* Exercise aim: Give back every record below, character for character.

⟨

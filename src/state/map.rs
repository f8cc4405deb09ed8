//! Map-related application state

use eframe::egui;
use tokio::task::JoinHandle;

use crate::config::MapConfig;
use crate::geo::{self, GeoError, MapGeometry};
use crate::regions::StateCode;
use crate::state::StateEvent;
use crate::task::{poll_task, PollResult};

/// Map-related state.
///
/// Hover lives here rather than in the selection: it is local to the map,
/// changes on every pointer move and never affects the list or the detail.
pub struct MapState {
    /// State shapes currently drawn
    pub geometry: MapGeometry,
    /// State under the pointer (only states with events are tracked)
    pub hovered: Option<StateCode>,
    /// Async task fetching GeoJSON
    task: Option<JoinHandle<Result<MapGeometry, GeoError>>>,
    /// Whether geometry is currently being fetched
    pub loading: bool,
    /// Error message from last fetch attempt
    pub error: Option<String>,
}

impl Default for MapState {
    fn default() -> Self {
        Self {
            geometry: MapGeometry::tile_grid(),
            hovered: None,
            task: None,
            loading: false,
            error: None,
        }
    }
}

impl MapState {
    /// Start with cached polygons if available, otherwise the tile grid,
    /// fetching the GeoJSON in the background when configured to
    pub fn new(config: &MapConfig) -> (Self, Option<StateEvent>) {
        let mut state = Self::default();

        if let Some(geometry) = geo::load_cached() {
            state.geometry = geometry;
            return (state, None);
        }

        let event = if config.fetch_on_startup {
            state.fetch(config)
        } else {
            None
        };
        (state, event)
    }

    /// Update the hovered state; `None` when the pointer leaves
    pub fn set_hovered(&mut self, code: Option<StateCode>) {
        if self.hovered != code {
            self.hovered = code;
        }
    }

    /// Start fetching polygons from the configured URL
    pub fn fetch(&mut self, config: &MapConfig) -> Option<StateEvent> {
        if self.loading {
            return None; // Already fetching
        }

        self.loading = true;
        self.error = None;

        let url = config.geojson_url.clone();
        let cache = config.cache_geojson;
        self.task = Some(tokio::spawn(geo::fetch_geometry(url, cache)));

        Some(StateEvent::StatusMessage("Carregando mapa...".to_string()))
    }

    /// Poll the async fetch task for completion
    pub fn poll(&mut self, ctx: &egui::Context) -> Vec<StateEvent> {
        let mut events = Vec::new();

        match poll_task(&mut self.task) {
            PollResult::Complete(Ok(Ok(geometry))) => {
                let count = geometry.regions.len();
                self.geometry = geometry;
                self.hovered = None;
                events.push(StateEvent::StatusMessage("Mapa carregado".to_string()));
                events.push(StateEvent::LogInfo(format!("Loaded polygons for {} states", count)));
                self.loading = false;
            }
            PollResult::Complete(Ok(Err(e))) => {
                let msg = e.to_string();
                events.push(StateEvent::LogError(format!("Failed to load map geometry: {}", msg)));
                events.push(StateEvent::StatusMessage(
                    "Mapa simplificado (falha ao carregar contornos)".to_string(),
                ));
                self.error = Some(msg);
                self.loading = false;
            }
            PollResult::Complete(Err(e)) => {
                let msg = e.to_string();
                events.push(StateEvent::LogError(format!("Task panicked: {}", msg)));
                self.error = Some(msg);
                self.loading = false;
            }
            PollResult::Pending => ctx.request_repaint(),
            PollResult::NoTask => {}
        }

        events
    }
}

#[cfg(test)]
mod tests {
    use super::*;

    #[test]
    fn test_default_uses_tile_grid() {
        let state = MapState::default();
        assert!(state.geometry.is_tile_grid());
        assert!(!state.loading);
        assert!(state.hovered.is_none());
    }

    #[test]
    fn test_set_hovered() {
        let mut state = MapState::default();
        state.set_hovered(Some(StateCode::new("SP")));
        assert_eq!(state.hovered, Some(StateCode::new("SP")));
        state.set_hovered(None);
        assert!(state.hovered.is_none());
    }
}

⟩

* Exercise result:
filename src/state/map.rs
repository f8cc4405deb09ed8
//! Map-related application state

use eframe::egui;
use tokio::task::JoinHandle;

use crate::config::MapConfig;
use crate::geo::{self, GeoError, MapGeometry};
use crate::regions::StateCode;
use crate::state::StateEvent;
use crate::task::{poll_task, PollResult};

/// Map-related state.
///
/// Hover lives here rather than in the selection: it is local to the map,
/// changes on every pointer move and never affects the list or the detail.
pub struct MapState {
    /// State shapes currently drawn
    pub geometry: MapGeometry,
    /// State under the pointer (only states with events are tracked)
    pub hovered: Option<StateCode>,
    /// Async task fetching GeoJSON
    task: Option<JoinHandle<Result<MapGeometry, GeoError>>>,
    /// Whether geometry is currently being fetched
    pub loading: bool,
    /// Error message from last fetch attempt
    pub error: Option<String>,
}

impl Default for MapState {
    fn default() -> Self {
        Self {
            geometry: MapGeometry::tile_grid(),
            hovered: None,
            task: None,
            loading: false,
            error: None,
        }
    }
}

impl MapState {
    /// Start with cached polygons if available, otherwise the tile grid,
    /// fetching the GeoJSON in the background when configured to
    pub fn new(config: &MapConfig) -> (Self, Option<StateEvent>) {
        let mut state = Self::default();

        if let Some(geometry) = geo::load_cached() {
            state.geometry = geometry;
            return (state, None);
        }

        let event = if config.fetch_on_startup {
            state.fetch(config)
        } else {
            None
        };
        (state, event)
    }

    /// Update the hovered state; `None` when the pointer leaves
    pub fn set_hovered(&mut self, code: Option<StateCode>) {
        if self.hovered != code {
            self.hovered = code;
        }
    }

    /// Start fetching polygons from the configured URL
    pub fn fetch(&mut self, config: &MapConfig) -> Option<StateEvent> {
        if self.loading {
            return None; // Already fetching
        }

        self.loading = true;
        self.error = None;

        let url = config.geojson_url.clone();
        let cache = config.cache_geojson;
        self.task = Some(tokio::spawn(geo::fetch_geometry(url, cache)));

        Some(StateEvent::StatusMessage("Carregando mapa...".to_string()))
    }

    /// Poll the async fetch task for completion
    pub fn poll(&mut self, ctx: &egui::Context) -> Vec<StateEvent> {
        let mut events = Vec::new();

        match poll_task(&mut self.task) {
            PollResult::Complete(Ok(Ok(geometry))) => {
                let count = geometry.regions.len();
                self.geometry = geometry;
                self.hovered = None;
                events.push(StateEvent::StatusMessage("Mapa carregado".to_string()));
                events.push(StateEvent::LogInfo(format!("Loaded polygons for {} states", count)));
                self.loading = false;
            }
            PollResult::Complete(Ok(Err(e))) => {
                let msg = e.to_string();
                events.push(StateEvent::LogError(format!("Failed to load map geometry: {}", msg)));
                events.push(StateEvent::StatusMessage(
                    "Mapa simplificado (falha ao carregar contornos)".to_string(),
                ));
                self.error = Some(msg);
                self.loading = false;
            }
            PollResult::Complete(Err(e)) => {
                let msg = e.to_string();
                events.push(StateEvent::LogError(format!("Task panicked: {}", msg)));
                self.error = Some(msg);
                self.loading = false;
            }
            PollResult::Pending => ctx.request_repaint(),
            PollResult::NoTask => {}
        }

        events
    }
}

#[cfg(test)]
mod tests {
    use super::*;

    #[test]
    fn test_default_uses_tile_grid() {
        let state = MapState::default();
        assert!(state.geometry.is_tile_grid());
        assert!(!state.loading);
        assert!(state.hovered.is_none());
    }

    #[test]
    fn test_set_hovered() {
        let mut state = MapState::default();
        state.set_hovered(Some(StateCode::new("SP")));
        assert_eq!(state.hovered, Some(StateCode::new("SP")));
        state.set_hovered(None);
        assert!(state.hovered.is_none());
    }
}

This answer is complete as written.